◆ **YOUR TASK**
What you produce should be every line from the data that includes "HashSet".

Stored data
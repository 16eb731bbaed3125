//! Assembles the final [`ComparisonResult`] and asserts the partition
//! invariant: every input record lands in exactly one output bucket.
//!
//! An invariant violation is a defect in the pipeline or resolver, not bad
//! input, so it panics instead of returning an error.

use std::collections::HashSet;

use collate_model::{ComparisonResult, MatchCandidate, MatchedPair, Record};

use crate::pipeline::PipelineOutput;
use crate::resolver::Resolution;

pub(crate) fn build(
    left: Vec<Record>,
    right: Vec<Record>,
    output: PipelineOutput,
    resolution: Resolution,
) -> ComparisonResult {
    let left_total = left.len();
    let right_total = right.len();
    let mut left_slots: Vec<Option<Record>> = left.into_iter().map(Some).collect();
    let mut right_slots: Vec<Option<Record>> = right.into_iter().map(Some).collect();

    // Committed pairs, ordered by left input position.
    let mut pairs: Vec<(usize, usize, collate_model::MatchTier, f64, Vec<String>)> = output
        .exact
        .into_iter()
        .map(|p| (p.left, p.right, p.tier, p.score, p.matched_fields))
        .chain(
            resolution
                .committed
                .into_iter()
                .map(|p| (p.left, p.right, p.tier, p.score, p.matched_fields)),
        )
        .collect();
    pairs.sort_by_key(|(left_index, ..)| *left_index);

    let mut matched = Vec::with_capacity(pairs.len());
    for (left_index, right_index, tier, score, matched_fields) in pairs {
        let left_record = take_slot(&mut left_slots, left_index, "left");
        let right_record = take_slot(&mut right_slots, right_index, "right");
        matched.push(MatchedPair {
            left: left_record,
            right: right_record,
            tier,
            score,
            matched_fields,
        });
    }

    let mut ambiguous = Vec::with_capacity(resolution.ambiguous.len());
    for group in resolution.ambiguous {
        let left_record = take_slot(&mut left_slots, group.left, "left");
        let candidates: Vec<MatchCandidate> = group
            .candidates
            .into_iter()
            .map(|candidate| {
                let right_record = take_slot(&mut right_slots, candidate.right, "right");
                MatchCandidate {
                    left_id: left_record.id.clone(),
                    right_id: right_record.id,
                    tier: candidate.tier,
                    score: candidate.score,
                }
            })
            .collect();
        assert!(
            !candidates.is_empty(),
            "partition invariant violated: empty ambiguous group for left record {}",
            left_record.id
        );
        ambiguous.push(candidates);
    }

    for &left_index in &resolution.unmatched_left {
        assert!(
            left_slots[left_index].is_some(),
            "partition invariant violated: left record #{left_index} is both unmatched and claimed"
        );
    }

    let unmatched_left: Vec<Record> = left_slots.into_iter().flatten().collect();
    let unmatched_right: Vec<Record> = right_slots.into_iter().flatten().collect();

    let result = ComparisonResult {
        matched,
        ambiguous,
        unmatched_left,
        unmatched_right,
    };
    validate_partition(&result, left_total, right_total);
    result
}

/// Takes a record out of its slot; a second take means two output buckets
/// claimed the same record.
fn take_slot(slots: &mut [Option<Record>], index: usize, side: &str) -> Record {
    slots[index].take().unwrap_or_else(|| {
        panic!("partition invariant violated: {side} record #{index} claimed twice")
    })
}

/// Exhaustive-partition check: record counts add up and no id appears in
/// more than one bucket.
fn validate_partition(result: &ComparisonResult, left_total: usize, right_total: usize) {
    let ambiguous_rights: usize = result.ambiguous.iter().map(Vec::len).sum();
    let left_seen = result.matched.len() + result.ambiguous.len() + result.unmatched_left.len();
    let right_seen = result.matched.len() + ambiguous_rights + result.unmatched_right.len();
    assert!(
        left_seen == left_total && right_seen == right_total,
        "partition invariant violated: {left_seen}/{left_total} left and \
         {right_seen}/{right_total} right records accounted for"
    );

    let mut left_ids = HashSet::with_capacity(left_total);
    let mut right_ids = HashSet::with_capacity(right_total);
    let mut unique = true;
    for pair in &result.matched {
        unique &= left_ids.insert(pair.left.id.as_str());
        unique &= right_ids.insert(pair.right.id.as_str());
    }
    for group in &result.ambiguous {
        unique &= left_ids.insert(group[0].left_id.as_str());
        for candidate in group {
            unique &= right_ids.insert(candidate.right_id.as_str());
        }
    }
    for record in &result.unmatched_left {
        unique &= left_ids.insert(record.id.as_str());
    }
    for record in &result.unmatched_right {
        unique &= right_ids.insert(record.id.as_str());
    }
    assert!(
        unique,
        "partition invariant violated: a record id appears in more than one bucket"
    );
}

◆ **WRITTEN RESPONSE**
use std::collections::HashSet;
    let mut left_ids = HashSet::with_capacity(left_total);
    let mut right_ids = HashSet::with_capacity(right_total);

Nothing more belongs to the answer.